Developing API data extraction jobs with Go

Aug 19, 2023

Intro

In this post I will explain the very minimum necessary to build a production-ready script to extract data from an API with Go.

This is meant to be an as simple as possible solution that is still pretty resilient and reliable. This guide is ideal if you need to build something quickly and save on engineering hours. Possibly a job that will be run only once.

We’re going to handle API rate limiting, implement a very simple state management system and add some logs for auditing and debugging.

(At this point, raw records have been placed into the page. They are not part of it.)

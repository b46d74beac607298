//! Point-of-sale cart arithmetic and transaction building

use chrono::{DateTime, Utc};
use rust_decimal::Decimal;
use serde::{Deserialize, Serialize};

use crate::models::{Product, StockUnit, Transaction, TransactionKind};
use crate::types::PaymentMethod;

/// Default sales tax rate (7%)
pub const DEFAULT_TAX_RATE: Decimal = Decimal::from_parts(7, 0, 0, false, 2);

/// Whether the register is selling or taking goods back
#[derive(Debug, Clone, Copy, Serialize, Deserialize, PartialEq, Eq, Default)]
#[serde(rename_all = "SCREAMING_SNAKE_CASE")]
pub enum CheckoutMode {
    #[default]
    Sale,
    Return,
}

/// Cart totals shown at checkout
#[derive(Debug, Clone, Serialize, Deserialize, PartialEq, Eq)]
pub struct CartTotals {
    pub subtotal: Decimal,
    pub discount: Decimal,
    pub tax: Decimal,
    pub total: Decimal,
}

/// A priced cart line: the stock record being sold, its product and the count
#[derive(Debug, Clone)]
pub struct PricedLine<'a> {
    pub unit: &'a StockUnit,
    pub product: &'a Product,
    pub quantity: u32,
}

impl PricedLine<'_> {
    pub fn line_total(&self) -> Decimal {
        self.product.unit_price.saturating_mul(Decimal::from(self.quantity))
    }
}

/// Combine lines drawing on the same stock record, keeping first-seen order
pub fn merge_cart_lines(lines: Vec<PricedLine<'_>>) -> Vec<PricedLine<'_>> {
    let mut merged: Vec<PricedLine<'_>> = Vec::with_capacity(lines.len());
    for line in lines {
        match merged.iter_mut().find(|m| m.unit.id == line.unit.id) {
            Some(existing) => existing.quantity = existing.quantity.saturating_add(line.quantity),
            None => merged.push(line),
        }
    }
    merged
}

/// Compute totals: tax applies to the subtotal after discount, floored at zero
pub fn compute_totals(
    lines: &[PricedLine<'_>],
    discount: Decimal,
    tax_rate: Decimal,
) -> CartTotals {
    let subtotal = lines
        .iter()
        .map(PricedLine::line_total)
        .fold(Decimal::ZERO, Decimal::saturating_add);
    let taxable = subtotal.saturating_sub(discount).max(Decimal::ZERO);
    let tax = taxable.saturating_mul(tax_rate);

    CartTotals {
        subtotal,
        discount,
        tax,
        total: taxable.saturating_add(tax),
    }
}

/// Everything needed to turn a cart into ledger transactions
#[derive(Debug, Clone)]
pub struct CheckoutRequest<'a> {
    pub order_id: &'a str,
    pub mode: CheckoutMode,
    pub pharmacy_id: &'a str,
    pub payment_method: PaymentMethod,
    pub customer_id: Option<&'a str>,
    pub tax_rate: Decimal,
    pub now: DateTime<Utc>,
}

/// Build one pending transaction per stock record in the cart, id
/// `{order}-{stock unit}`. Lines naming the same record are merged first.
pub fn build_checkout_transactions(
    request: &CheckoutRequest<'_>,
    lines: &[PricedLine<'_>],
) -> Vec<Transaction> {
    merge_cart_lines(lines.to_vec())
        .iter()
        .map(|line| {
            let kind = match request.mode {
                CheckoutMode::Sale => TransactionKind::Sale {
                    from_id: request.pharmacy_id.to_string(),
                    unit_price: line.product.unit_price,
                    tax_amount: line.line_total().saturating_mul(request.tax_rate),
                    discount_amount: Decimal::ZERO,
                    payment_method: request.payment_method,
                    customer_id: request.customer_id.map(str::to_string),
                },
                CheckoutMode::Return => TransactionKind::Return {
                    to_id: request.pharmacy_id.to_string(),
                    customer_id: request.customer_id.map(str::to_string),
                },
            };

            Transaction::pending(
                format!("{}-{}", request.order_id, line.unit.id),
                line.unit.product_id.clone(),
                line.unit.batch_number.clone(),
                line.quantity,
                kind,
                request.now,
            )
        })
        .collect()
}

#[cfg(test)]
mod tests {
    use super::*;
    use std::str::FromStr;

    fn dec(s: &str) -> Decimal {
        Decimal::from_str(s).unwrap()
    }

    fn product(id: &str, price: &str) -> Product {
        Product {
            id: id.to_string(),
            name: id.to_string(),
            category: "Antibiotics".to_string(),
            brand: "Generic".to_string(),
            unit_price: dec(price),
            unit_cost: dec("1.00"),
            low_stock_threshold: 10,
            compliance_status: Default::default(),
        }
    }

    #[test]
    fn test_default_tax_rate() {
        assert_eq!(DEFAULT_TAX_RATE, dec("0.07"));
    }

    #[test]
    fn test_totals_apply_tax_after_discount() {
        let p1 = product("p1", "12.50");
        let p2 = product("p2", "5.00");
        let u1 = StockUnit::new("p1", "BAT-001", "ph1", 100, None);
        let u2 = StockUnit::new("p2", "BAT-002", "ph1", 100, None);
        let lines = vec![
            PricedLine { unit: &u1, product: &p1, quantity: 2 },
            PricedLine { unit: &u2, product: &p2, quantity: 3 },
        ];

        let totals = compute_totals(&lines, dec("10.00"), DEFAULT_TAX_RATE);

        assert_eq!(totals.subtotal, dec("40.00"));
        assert_eq!(totals.tax, dec("2.1000"));
        assert_eq!(totals.total, dec("32.1000"));
    }

    #[test]
    fn test_discount_larger_than_subtotal_floors_at_zero() {
        let p1 = product("p1", "5.00");
        let u1 = StockUnit::new("p1", "BAT-001", "ph1", 100, None);
        let lines = vec![PricedLine { unit: &u1, product: &p1, quantity: 1 }];

        let totals = compute_totals(&lines, dec("20.00"), DEFAULT_TAX_RATE);

        assert_eq!(totals.tax, Decimal::ZERO);
        assert_eq!(totals.total, Decimal::ZERO);
    }

    #[test]
    fn test_build_sale_transactions() {
        let p1 = product("p1", "12.50");
        let u1 = StockUnit::new("p1", "BAT-001", "ph1", 100, None);
        let lines = vec![PricedLine { unit: &u1, product: &p1, quantity: 4 }];
        let request = CheckoutRequest {
            order_id: "INV-000123",
            mode: CheckoutMode::Sale,
            pharmacy_id: "ph1",
            payment_method: PaymentMethod::Card,
            customer_id: Some("c1"),
            tax_rate: DEFAULT_TAX_RATE,
            now: Utc::now(),
        };

        let txs = build_checkout_transactions(&request, &lines);

        assert_eq!(txs.len(), 1);
        assert_eq!(txs[0].id, "INV-000123-p1:BAT-001@ph1");
        assert_eq!(txs[0].batch_number, "BAT-001");
        match &txs[0].kind {
            TransactionKind::Sale { from_id, tax_amount, customer_id, .. } => {
                assert_eq!(from_id, "ph1");
                assert_eq!(*tax_amount, dec("3.5000"));
                assert_eq!(customer_id.as_deref(), Some("c1"));
            }
            other => panic!("expected sale, got {:?}", other),
        }
    }

    #[test]
    fn test_merge_cart_lines_sums_same_unit() {
        let p1 = product("p1", "10.00");
        let p2 = product("p2", "5.00");
        let u1 = StockUnit::new("p1", "BAT-001", "ph1", 5, None);
        let u2 = StockUnit::new("p2", "BAT-002", "ph1", 5, None);
        let lines = vec![
            PricedLine { unit: &u1, product: &p1, quantity: 2 },
            PricedLine { unit: &u2, product: &p2, quantity: 1 },
            PricedLine { unit: &u1, product: &p1, quantity: 3 },
        ];

        let merged = merge_cart_lines(lines);

        assert_eq!(merged.len(), 2);
        assert_eq!(merged[0].unit.id, "p1:BAT-001@ph1");
        assert_eq!(merged[0].quantity, 5);
        assert_eq!(merged[1].quantity, 1);
    }

    #[test]
    fn test_repeated_cart_line_builds_one_transaction() {
        let p1 = product("p1", "10.00");
        let u1 = StockUnit::new("p1", "BAT-001", "ph1", 5, None);
        let lines = vec![
            PricedLine { unit: &u1, product: &p1, quantity: 5 },
            PricedLine { unit: &u1, product: &p1, quantity: 5 },
        ];
        let request = CheckoutRequest {
            order_id: "INV-763787",
            mode: CheckoutMode::Sale,
            pharmacy_id: "ph1",
            payment_method: PaymentMethod::Cash,
            customer_id: Some("c1"),
            tax_rate: Decimal::ZERO,
            now: Utc::now(),
        };

        let txs = build_checkout_transactions(&request, &lines);

        assert_eq!(txs.len(), 1);
        assert_eq!(txs[0].quantity, 10);
        let totals = compute_totals(&lines, Decimal::ZERO, Decimal::ZERO);
        assert_eq!(txs[0].sale_value(), totals.subtotal);
    }

    #[test]
    fn test_totals_saturate_on_extreme_prices() {
        let mut p1 = product("p1", "1");
        p1.unit_price = Decimal::MAX;
        let u1 = StockUnit::new("p1", "BAT-001", "ph1", u32::MAX, None);
        let lines = vec![PricedLine { unit: &u1, product: &p1, quantity: u32::MAX }];

        let totals = compute_totals(&lines, Decimal::ZERO, DEFAULT_TAX_RATE);

        assert_eq!(totals.subtotal, Decimal::MAX);
        assert_eq!(totals.total, Decimal::MAX);
    }

    #[test]
    fn test_build_return_transactions() {
        let p1 = product("p1", "12.50");
        let u1 = StockUnit::new("p1", "BAT-001", "ph1", 100, None);
        let lines = vec![PricedLine { unit: &u1, product: &p1, quantity: 1 }];
        let request = CheckoutRequest {
            order_id: "INV-000124",
            mode: CheckoutMode::Return,
            pharmacy_id: "ph1",
            payment_method: PaymentMethod::Cash,
            customer_id: None,
            tax_rate: DEFAULT_TAX_RATE,
            now: Utc::now(),
        };

        let txs = build_checkout_transactions(&request, &lines);

        assert_eq!(txs[0].type_name(), "RETURN");
        assert_eq!(txs[0].kind.to_id(), "ph1");
    }
}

If you need to as solution that will be executed multiple times, needs high performance and/or needs to be scaled to multiple customers, you’ll need something a bit more complex, which I’ll conver in later installments of this series (but you can start here nevertheless).

I’ll also going to be prioritizing a straight to the point approach. I will avoid writing text to the maximum extent possible and prioritize lots of copy-pastable code samples you can just copy and adapt for your needs.

But, for the time being, let’s start with the basics.

What makes an extraction job production ready?

At a minimum, for a production environment, a data extraction job should achieve at least these 3 things:

State Management. For an extraction job that will take hours to complete, it is not viable having to restart it every time an unexpected crash happens. The program should be able to store information about it’s execution state and use it to recover from failures.
Logging and monitoring. For a large enough amount of data, failures are guaranteed to happen. There should be execution logs that facilitate identifying, quantifying and debbugging these failures.
Retrial mechanisms. Besides just identifying failures, the job should have the capability to retry failed extraction steps.

Idempotency is desirable, but not required, which means that running a part of the extraction multiple times will have the same end result as running it only once on wherever you’re storing your data. In the data world, not having idempotency means having duplicate data in your destination. You can handle deduplication downstream, but it is nice having it handled at the extraction step.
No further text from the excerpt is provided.